» **Task directions**: Copy out every line of the records where the string "their" occurs.
Data records START
//! Declarative models: a set of [`ConfigData`](crate::ConfigData) members
//! bound together under one section.

use crate::log_source::{self, LogSource};
use crate::member::{BindableMember, MemberBinding, MemberRegistry, ProfileSwitch};
use crate::report::{BindReport, MemberStatus};
use config_store::{ConfigFile, Event, Subscription};
use std::fmt;
use std::ops::{Deref, DerefMut};

/// Settings a model's hooks may adjust before members are bound.
#[derive(Debug, Clone, Default)]
pub struct ModelContext {
    pub section_name: Option<String>,
    pub log: Option<LogSource>,
}

/// A type whose members are [`BindableMember`]s.
///
/// ```
/// use config_model::{ConfigData, DataModel, MemberRegistry, ModelContext};
///
/// #[derive(Default)]
/// struct Audio {
///     volume: ConfigData<f32>,
///     muted: ConfigData<bool>,
/// }
///
/// impl DataModel for Audio {
///     fn register<'a>(&'a mut self, members: &mut MemberRegistry<'a>) {
///         members.member("Volume", &mut self.volume).member("Muted", &mut self.muted);
///     }
///
///     fn set_defaults(&mut self, ctx: &mut ModelContext) {
///         ctx.section_name = Some("Audio".into());
///         self.volume = ConfigData::new().with_default(0.8).with_range(0.0, 1.0);
///     }
/// }
/// ```
pub trait DataModel: 'static {
    fn register<'a>(&'a mut self, members: &mut MemberRegistry<'a>);

    /// Runs once per model instance, before the first bind.
    fn set_defaults(&mut self, _ctx: &mut ModelContext) {}

    /// Runs on every bind, before the file is checked.
    fn on_model_create(&mut self, _file: Option<&ConfigFile>, _ctx: &mut ModelContext) {}
}

/// Binds a [`DataModel`] to a [`ConfigFile`] and keeps track of where it is bound.
pub struct ConfigDataModel<M: DataModel> {
    model: M,
    section_name: Option<String>,
    log: Option<LogSource>,
    file: Option<ConfigFile>,
    defaults_set: bool,
    last_report: Option<BindReport>,
    pre_bind: Event<ConfigDataModel<M>>,
    post_bind: Event<ConfigDataModel<M>>,
}

#[derive(Clone, Copy)]
enum Pass {
    Bind,
    Switch(ProfileSwitch),
}

impl<M: DataModel> ConfigDataModel<M> {
    pub fn new(model: M) -> Self {
        Self {
            model,
            section_name: None,
            log: None,
            file: None,
            defaults_set: false,
            last_report: None,
            pre_bind: Event::new(),
            post_bind: Event::new(),
        }
    }

    pub fn with_section(mut self, section: impl Into<String>) -> Self {
        self.section_name = Some(section.into());
        self
    }

    pub fn with_log_source(mut self, log: LogSource) -> Self {
        self.log = Some(log);
        self
    }

    /// Listener run once before the members are bound, on every bind.
    pub fn on_pre_bind<F>(&self, listener: F) -> Subscription
    where
        F: Fn(&ConfigDataModel<M>) + Send + Sync + 'static,
    {
        self.pre_bind.subscribe(listener)
    }

    /// Listener run once after the members are bound, on every bind.
    pub fn on_post_bind<F>(&self, listener: F) -> Subscription
    where
        F: Fn(&ConfigDataModel<M>) + Send + Sync + 'static,
    {
        self.post_bind.subscribe(listener)
    }

    pub fn model(&self) -> &M {
        &self.model
    }

    pub fn model_mut(&mut self) -> &mut M {
        &mut self.model
    }

    pub fn into_inner(self) -> M {
        self.model
    }

    pub fn section_name(&self) -> Option<&str> {
        self.section_name.as_deref()
    }

    pub fn log_source(&self) -> Option<&LogSource> {
        self.log.as_ref()
    }

    pub fn config_file(&self) -> Option<&ConfigFile> {
        self.file.as_ref()
    }

    pub fn defaults_set(&self) -> bool {
        self.defaults_set
    }

    pub fn last_report(&self) -> Option<&BindReport> {
        self.last_report.as_ref()
    }

    /// Registered member names, instance members first.
    pub fn members(&mut self) -> Vec<String> {
        let mut registry = MemberRegistry::new();
        self.model.register(&mut registry);
        registry.names().into_iter().map(str::to_string).collect()
    }

    /// Binds every member to `file`.
    ///
    /// `set_defaults` runs first if it has not yet; `section` and `log` then
    /// replace the model's current values when given.
    /// Members that carry their own section or key keep them; the others use
    /// the model's section and their registered name.
    pub fn bind_model(
        &mut self,
        file: Option<&ConfigFile>,
        section: Option<&str>,
        log: Option<&LogSource>,
    ) -> BindReport {
        self.init();
        if let Some(section) = section {
            self.section_name = Some(section.to_string());
        }
        if let Some(log) = log {
            self.log = Some(log.clone());
        }
        self.run(file, Pass::Bind)
    }

    /// Moves every member to `file`, for switching between profiles.
    ///
    /// Each member is unbound from its current file first, so the model ends
    /// up reading and writing `file` only.
    pub fn set_config_file(&mut self, file: &ConfigFile, switch: ProfileSwitch) -> BindReport {
        self.init();
        if self.log.is_none() {
            self.log = Some(log_source::resolve(None, "ConfigDataModel::set_config_file"));
        }
        if self.section_name.is_none() {
            if let Some(log) = &self.log {
                log.warn(&format!(
                    "ConfigDataModel::set_config_file | Section name is not set, using '{}'",
                    crate::data::DEFAULT_NAME
                ));
            }
            self.section_name = Some(crate::data::DEFAULT_NAME.to_string());
        }
        self.run(Some(file), Pass::Switch(switch))
    }

    /// Unbinds every member, leaving the model detached from any file.
    pub fn unbind_model(&mut self) {
        let mut registry = MemberRegistry::new();
        self.model.register(&mut registry);
        registry.unbind_all();
        self.file = None;
    }

    fn init(&mut self) {
        if self.defaults_set {
            return;
        }
        let mut ctx = self.context();
        self.model.set_defaults(&mut ctx);
        self.apply_context(ctx);
        self.defaults_set = true;
    }

    fn context(&self) -> ModelContext {
        ModelContext {
            section_name: self.section_name.clone(),
            log: self.log.clone(),
        }
    }

    fn apply_context(&mut self, ctx: ModelContext) {
        self.section_name = ctx.section_name;
        self.log = ctx.log;
    }

    fn run(&mut self, file: Option<&ConfigFile>, pass: Pass) -> BindReport {
        let mut ctx = self.context();
        self.model.on_model_create(file, &mut ctx);
        self.apply_context(ctx);

        let Some(file) = file else {
            let message = format!(
                "Unable to bind model {}, no settings file given",
                std::any::type_name::<M>()
            );
            self.log.clone().unwrap_or_default().error(&message);
            let report = BindReport::aborted(message);
            self.last_report = Some(report.clone());
            return report;
        };

        if let (Pass::Bind, Some(current)) = (pass, &self.file) {
            if !current.ptr_eq(file) {
                let message = format!(
                    "Model {} is already bound to {current}, use set_config_file to move it to {file}",
                    std::any::type_name::<M>()
                );
                self.log.clone().unwrap_or_default().error(&message);
                let report = BindReport::aborted(message);
                self.last_report = Some(report.clone());
                return report;
            }
        }

        self.pre_bind.clone().emit(self);

        let log = match &self.log {
            Some(log) => log.clone(),
            None => log_source::resolve(None, "ConfigDataModel::bind_model"),
        };
        let section = self.section_name.clone();

        let mut registry = MemberRegistry::new();
        self.model.register(&mut registry);
        let members = registry.bind_all(&log, |name, member: &mut dyn BindableMember| {
            let binding = MemberBinding {
                file,
                log: &log,
                section: section.as_deref(),
                name,
            };
            match pass {
                Pass::Bind => member.bind_member(&binding),
                Pass::Switch(switch) => member.switch_member(&binding, switch),
            }
        });
        drop(registry);

        let attached = members.is_empty()
            || members
                .iter()
                .any(|m| matches!(m.status, MemberStatus::Bound | MemberStatus::Unchanged));
        if attached {
            self.file = Some(file.clone());
        } else if let Pass::Switch(_) = pass {
            self.file = None;
        }

        let report = BindReport { aborted: None, members };
        log.debug(&format!("Bound model {}: {}", std::any::type_name::<M>(), report));
        self.last_report = Some(report.clone());

        self.post_bind.clone().emit(self);
        report
    }
}

impl<M: DataModel + Default> Default for ConfigDataModel<M> {
    fn default() -> Self {
        Self::new(M::default())
    }
}

impl<M: DataModel> Deref for ConfigDataModel<M> {
    type Target = M;

    fn deref(&self) -> &M {
        &self.model
    }
}

impl<M: DataModel> DerefMut for ConfigDataModel<M> {
    fn deref_mut(&mut self) -> &mut M {
        &mut self.model
    }
}

impl<M: DataModel + fmt::Debug> fmt::Debug for ConfigDataModel<M> {
    fn fmt(&self, f: &mut fmt::Formatter<'_>) -> fmt::Result {
        f.debug_struct("ConfigDataModel")
            .field("model", &self.model)
            .field("section_name", &self.section_name)
            .field("file", &self.file)
            .field("defaults_set", &self.defaults_set)
            .finish()
    }
}
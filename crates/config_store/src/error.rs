//! Error types for the settings store.

use crate::definition::ConfigDefinition;
use thiserror::Error;

/// Errors raised by [`ConfigFile`](crate::ConfigFile) operations.
#[derive(Error, Debug)]
pub enum ConfigError {
    /// A section or key contains characters the file format cannot represent.
    #[error("Invalid {field} name '{name}': {reason}")]
    InvalidName {
        field: &'static str,
        name: String,
        reason: &'static str,
    },

    /// The definition is already bound with a different value type.
    #[error("Setting {definition} is bound as {existing}, not {requested}")]
    TypeMismatch {
        definition: ConfigDefinition,
        existing: &'static str,
        requested: &'static str,
    },

    /// The file was created in memory and has nowhere to load from or save to.
    #[error("Settings file has no path")]
    NoPath,

    /// A stored text value could not be read back as its setting type.
    #[error(transparent)]
    Conversion(#[from] ConversionError),

    /// IO error while reading or writing the settings file.
    #[error("IO error: {0}")]
    Io(#[from] std::io::Error),
}

/// A value could not be converted into the requested setting type.
#[derive(Error, Debug, Clone, PartialEq, Eq)]
#[error("Cannot convert '{value}' to {target}: {reason}")]
pub struct ConversionError {
    pub value: String,
    pub target: &'static str,
    pub reason: String,
}

impl ConversionError {
    pub fn new(value: impl ToString, target: &'static str, reason: impl Into<String>) -> Self {
        Self {
            value: value.to_string(),
            target,
            reason: reason.into(),
        }
    }
}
Data records END
» **Answer for this exercise**:
    /// Members that carry their own section or key keep them; the others use
    /// the model's section and their registered name.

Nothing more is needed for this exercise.